Exercise brief:
Would you please copy every line below that includes the string "engine"?

*** Begin section ***

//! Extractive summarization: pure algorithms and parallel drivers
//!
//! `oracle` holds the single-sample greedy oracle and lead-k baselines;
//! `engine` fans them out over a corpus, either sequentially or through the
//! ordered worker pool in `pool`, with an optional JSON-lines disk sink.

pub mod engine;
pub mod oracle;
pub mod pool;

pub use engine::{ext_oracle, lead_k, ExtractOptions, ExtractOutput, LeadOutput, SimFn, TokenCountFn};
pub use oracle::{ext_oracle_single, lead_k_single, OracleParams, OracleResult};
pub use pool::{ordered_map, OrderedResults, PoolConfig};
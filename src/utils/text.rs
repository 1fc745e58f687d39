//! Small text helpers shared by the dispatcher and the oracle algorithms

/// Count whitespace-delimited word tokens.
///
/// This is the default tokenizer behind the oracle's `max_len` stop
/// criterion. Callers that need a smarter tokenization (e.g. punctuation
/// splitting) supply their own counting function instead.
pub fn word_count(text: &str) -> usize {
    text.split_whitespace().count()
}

*** End section ***

Reply:
//! `engine` fans them out over a corpus, either sequentially or through the
pub mod engine;
pub use engine::{ext_oracle, lead_k, ExtractOptions, ExtractOutput, LeadOutput, SimFn, TokenCountFn};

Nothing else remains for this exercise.